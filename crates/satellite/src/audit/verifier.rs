//! The audit verifier: downloads one stripe's shares and classifies every
//! node in the pointer.

use std::sync::Arc;
use std::time::Duration;

use futures::future::join_all;
use rand::rngs::OsRng;
use rand::Rng;
use sha2::{Digest, Sha256};
use tracing::{debug, warn};

use orbit_common::config::AuditConfig;
use orbit_common::error::{Error, Result};
use orbit_common::id::NodeId;
use orbit_common::identity::Identity;
use orbit_common::orders::Action;
use orbit_common::path::SegmentPath;
use orbit_common::pointer::{Pointer, RemoteSegment};
use orbit_common::time::now_ms;
use orbit_erasure::ErasureScheme;

use crate::audit::containment::Containment;
use crate::audit::{PendingAudit, Report};
use crate::metainfo;
use crate::orders::OrdersService;
use crate::overlay::OverlayService;
use crate::transport::{PieceTransport, TransportError};

/// Per-node outcome of one share download.
#[derive(Debug)]
enum ShareOutcome {
    Data(Vec<u8>),
    Offline,
    Missing,
    Contained,
}

#[derive(Debug)]
struct ShareResult {
    piece_num: u16,
    node_id: NodeId,
    outcome: ShareOutcome,
}

pub struct Verifier {
    identity: Arc<Identity>,
    metainfo: Arc<metainfo::Service>,
    overlay: Arc<OverlayService>,
    orders: Arc<OrdersService>,
    containment: Arc<Containment>,
    transport: Arc<dyn PieceTransport>,
    config: AuditConfig,
}

impl Verifier {
    pub fn new(
        identity: Arc<Identity>,
        metainfo: Arc<metainfo::Service>,
        overlay: Arc<OverlayService>,
        orders: Arc<OrdersService>,
        containment: Arc<Containment>,
        transport: Arc<dyn PieceTransport>,
        config: AuditConfig,
    ) -> Self {
        Verifier {
            identity,
            metainfo,
            overlay,
            orders,
            containment,
            transport,
            config,
        }
    }

    /// Per-share download budget: scales with share size, floored.
    fn share_timeout(&self, share_size: u32) -> Duration {
        let scaled_ms = (share_size as u64).saturating_mul(1000) / self.config.min_bytes_per_second.max(1);
        Duration::from_millis(scaled_ms.max(self.config.min_download_timeout_ms))
    }

    fn classify(error: &TransportError) -> ShareOutcome {
        match error {
            TransportError::DialTimeout | TransportError::DialFailed(_) => ShareOutcome::Offline,
            TransportError::NotFound(_) => ShareOutcome::Missing,
            // stalled transfer after a successful dial, or anything
            // ambiguous: the node gets a pending audit, not a verdict
            TransportError::Timeout
            | TransportError::PermissionDenied(_)
            | TransportError::Other(_) => ShareOutcome::Contained,
        }
    }

    async fn download_one(
        &self,
        remote: &RemoteSegment,
        node_id: NodeId,
        piece_num: u16,
        stripe_index: u64,
    ) -> ShareResult {
        let share_size = remote.redundancy.share_size;
        let dossier = match self.overlay.get(&node_id) {
            Ok(d) if !d.reputation.is_disqualified() => d,
            // unknown or disqualified: no order limit gets created
            _ => {
                return ShareResult {
                    piece_num,
                    node_id,
                    outcome: ShareOutcome::Offline,
                }
            }
        };
        let derived = remote.root_piece_id.derive(&node_id, piece_num);
        let (limit, order) = match self.orders.issue_for_worker(
            node_id,
            derived,
            Action::GetAudit,
            share_size as u64,
        ) {
            Ok(pair) => pair,
            Err(err) => {
                warn!(node = %node_id, %err, "audit order limit not created");
                return ShareResult {
                    piece_num,
                    node_id,
                    outcome: ShareOutcome::Contained,
                };
            }
        };
        let offset = stripe_index * share_size as u64;
        let outcome = match self
            .transport
            .download(
                &dossier.address,
                &limit,
                &order,
                offset,
                share_size as u64,
                self.share_timeout(share_size),
            )
            .await
        {
            Ok(bytes) if bytes.len() == share_size as usize => ShareOutcome::Data(bytes),
            Ok(_) => ShareOutcome::Contained, // truncated share
            Err(err) => {
                debug!(node = %node_id, %err, "audit share download failed");
                Self::classify(&err)
            }
        };
        ShareResult {
            piece_num,
            node_id,
            outcome,
        }
    }

    /// Audit one segment at a random stripe.
    ///
    /// Nodes already holding a pending audit are skipped entirely; their
    /// verdict comes from [`Verifier::reverify`].
    pub async fn verify(&self, path: &SegmentPath) -> Result<Report> {
        let pointer = self.metainfo.get(path)?;
        let remote = match pointer.remote() {
            Some(remote) => remote.clone(),
            None => return Ok(Report::default()), // inline segments are not audited
        };
        let scheme = ErasureScheme::from_redundancy(&remote.redundancy)
            .map_err(|e| Error::invalid(format!("pointer redundancy: {}", e)))?;

        let num_stripes = pointer.segment_size / remote.redundancy.stripe_size();
        let stripe_index = if num_stripes == 0 {
            0
        } else {
            OsRng.gen_range(0..num_stripes)
        };

        let downloads = remote
            .pieces
            .iter()
            .filter(|piece| self.containment.get(&piece.node_id).is_none())
            .map(|piece| self.download_one(&remote, piece.node_id, piece.piece_num, stripe_index));
        let results: Vec<ShareResult> = join_all(downloads).await;

        // a repair or delete racing the audit voids the sample
        let refetched = self.check_segment_unaltered(path, &pointer)?;

        let mut report = Report::default();
        let mut candidates: Vec<(usize, Vec<u8>)> = Vec::new();
        let mut candidate_nodes: Vec<(u16, NodeId)> = Vec::new();
        let mut contained: Vec<(u16, NodeId)> = Vec::new();
        for result in results {
            match result.outcome {
                ShareOutcome::Data(bytes) => {
                    candidates.push((result.piece_num as usize, bytes));
                    candidate_nodes.push((result.piece_num, result.node_id));
                }
                ShareOutcome::Offline => report.offlines.push(result.node_id),
                ShareOutcome::Missing => report.fails.push(result.node_id),
                ShareOutcome::Contained => contained.push((result.piece_num, result.node_id)),
            }
        }

        if candidates.len() < scheme.required() {
            warn!(
                %path,
                got = candidates.len(),
                need = scheme.required(),
                "audit inconclusive: not enough shares"
            );
            return Ok(report); // offlines and fails only; nobody is credited
        }

        let corrected = match scheme.correct(&candidates) {
            Ok(corrected) => corrected,
            Err(err) => {
                warn!(%path, %err, "audit correction failed");
                return Ok(report);
            }
        };

        // shares that do not match the corrected codeword were altered
        let mut altered_nodes: Vec<NodeId> = Vec::new();
        for ((piece_num, node_id), (_, bytes)) in candidate_nodes.iter().zip(&candidates) {
            if &corrected.shares[*piece_num as usize] != bytes {
                altered_nodes.push(*node_id);
            }
        }
        if !altered_nodes.is_empty() {
            // drop altered pieces so the node is not penalized twice before
            // repair rewrites the pointer
            if let Err(err) =
                self.metainfo
                    .update_pieces(path, &refetched, Vec::new(), &altered_nodes)
            {
                warn!(%path, %err, "failed to remove altered pieces");
            }
        }

        for (_, node_id) in &candidate_nodes {
            if altered_nodes.contains(node_id) {
                report.fails.push(*node_id);
            } else {
                report.successes.push(*node_id);
            }
        }

        // contained nodes get a pending audit carrying the share they owed
        let now = now_ms();
        for (piece_num, node_id) in contained {
            let expected = &corrected.shares[piece_num as usize];
            let pending = PendingAudit {
                node_id,
                piece_id: remote.root_piece_id,
                stripe_index,
                share_size: remote.redundancy.share_size,
                expected_share_hash: sha256(expected),
                path: path.clone(),
            };
            self.containment.insert(pending.clone(), now);
            report.pending_audits.push(pending);
        }

        debug!(
            %path,
            stripe = stripe_index,
            successes = report.successes.len(),
            fails = report.fails.len(),
            offlines = report.offlines.len(),
            contained = report.pending_audits.len(),
            "audit complete"
        );
        Ok(report)
    }

    /// Resolve pending audits for the nodes of one segment.
    ///
    /// A node that has disappeared from its pending pointer is dropped
    /// silently — no success, no failure — on every path that detects it.
    pub async fn reverify(&self, path: &SegmentPath) -> Result<Report> {
        let pointer = self.metainfo.get(path)?;
        let remote = match pointer.remote() {
            Some(remote) => remote.clone(),
            None => return Ok(Report::default()),
        };

        let mut report = Report::default();
        for piece in &remote.pieces {
            let pending = match self.containment.get(&piece.node_id) {
                Some(pending) => pending,
                None => continue,
            };
            self.reverify_one(&pending, &mut report).await;
        }
        Ok(report)
    }

    async fn reverify_one(&self, pending: &PendingAudit, report: &mut Report) {
        let node_id = pending.node_id;

        // the pending pointer may differ from the segment that triggered us
        let pending_pointer = match self.metainfo.get(&pending.path) {
            Ok(pointer) => pointer,
            Err(_) => {
                // segment deleted since containment: drop silently
                self.containment.delete(&node_id);
                return;
            }
        };
        let remote = match pending_pointer.remote() {
            Some(remote) => remote.clone(),
            None => {
                self.containment.delete(&node_id);
                return;
            }
        };
        if remote.root_piece_id != pending.piece_id {
            // segment rewritten since containment: the owed share no longer
            // exists anywhere
            self.containment.delete(&node_id);
            return;
        }
        let piece_num = match remote.piece_for_node(&node_id) {
            Some(piece) => piece.piece_num,
            None => {
                // node vanished from the pointer: drop silently
                self.containment.delete(&node_id);
                return;
            }
        };

        let dossier = match self.overlay.get(&node_id) {
            Ok(d) if !d.reputation.is_disqualified() => d,
            Ok(_) => {
                self.containment.delete(&node_id);
                return;
            }
            Err(_) => {
                report.offlines.push(node_id);
                return;
            }
        };

        let derived = pending.piece_id.derive(&node_id, piece_num);
        let (limit, order) = match self.orders.issue_for_worker(
            node_id,
            derived,
            Action::GetAudit,
            pending.share_size as u64,
        ) {
            Ok(pair) => pair,
            Err(err) => {
                warn!(node = %node_id, %err, "reverify order limit not created");
                return;
            }
        };

        let offset = pending.stripe_index * pending.share_size as u64;
        match self
            .transport
            .download(
                &dossier.address,
                &limit,
                &order,
                offset,
                pending.share_size as u64,
                self.share_timeout(pending.share_size),
            )
            .await
        {
            Ok(bytes) => {
                if sha256(&bytes) == pending.expected_share_hash {
                    debug!(node = %node_id, "reverify: hashes match");
                    report.successes.push(node_id);
                } else {
                    debug!(node = %node_id, "reverify: hashes mismatch");
                    report.fails.push(node_id);
                    if let Err(err) = self.metainfo.update_pieces(
                        &pending.path,
                        &pending_pointer,
                        Vec::new(),
                        &[node_id],
                    ) {
                        warn!(node = %node_id, %err, "reverify: failed to remove piece");
                    }
                }
                self.containment.delete(&node_id);
            }
            Err(err) => match Self::classify(&err) {
                ShareOutcome::Offline => {
                    // keep the pending audit; the node may come back
                    report.offlines.push(node_id);
                }
                ShareOutcome::Missing => {
                    report.fails.push(node_id);
                    self.containment.delete(&node_id);
                    if let Err(err) = self.metainfo.update_pieces(
                        &pending.path,
                        &pending_pointer,
                        Vec::new(),
                        &[node_id],
                    ) {
                        warn!(node = %node_id, %err, "reverify: failed to remove piece");
                    }
                }
                // still ambiguous: the entry stays contained
                _ => debug!(node = %node_id, %err, "reverify: still inconclusive"),
            },
        }
    }

    fn check_segment_unaltered(&self, path: &SegmentPath, before: &Pointer) -> Result<Pointer> {
        let current = self
            .metainfo
            .get(path)
            .map_err(|_| Error::not_found(format!("segment {} deleted during audit", path)))?;
        if current.creation_ms != before.creation_ms {
            return Err(Error::unavailable(format!(
                "segment {} altered during audit",
                path
            )));
        }
        Ok(current)
    }

    #[must_use]
    pub fn auditor_id(&self) -> NodeId {
        self.identity.node_id()
    }
}

fn sha256(data: &[u8]) -> [u8; 32] {
    let mut hasher = Sha256::new();
    Digest::update(&mut hasher, data);
    hasher.finalize().into()
}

Work task: Which lines of the entries above contain the word "ShareResult"? Copy each of them.

Solution for this exercise:
struct ShareResult {
    ) -> ShareResult {
                return ShareResult {
                return ShareResult {
        ShareResult {
        let results: Vec<ShareResult> = join_all(downloads).await;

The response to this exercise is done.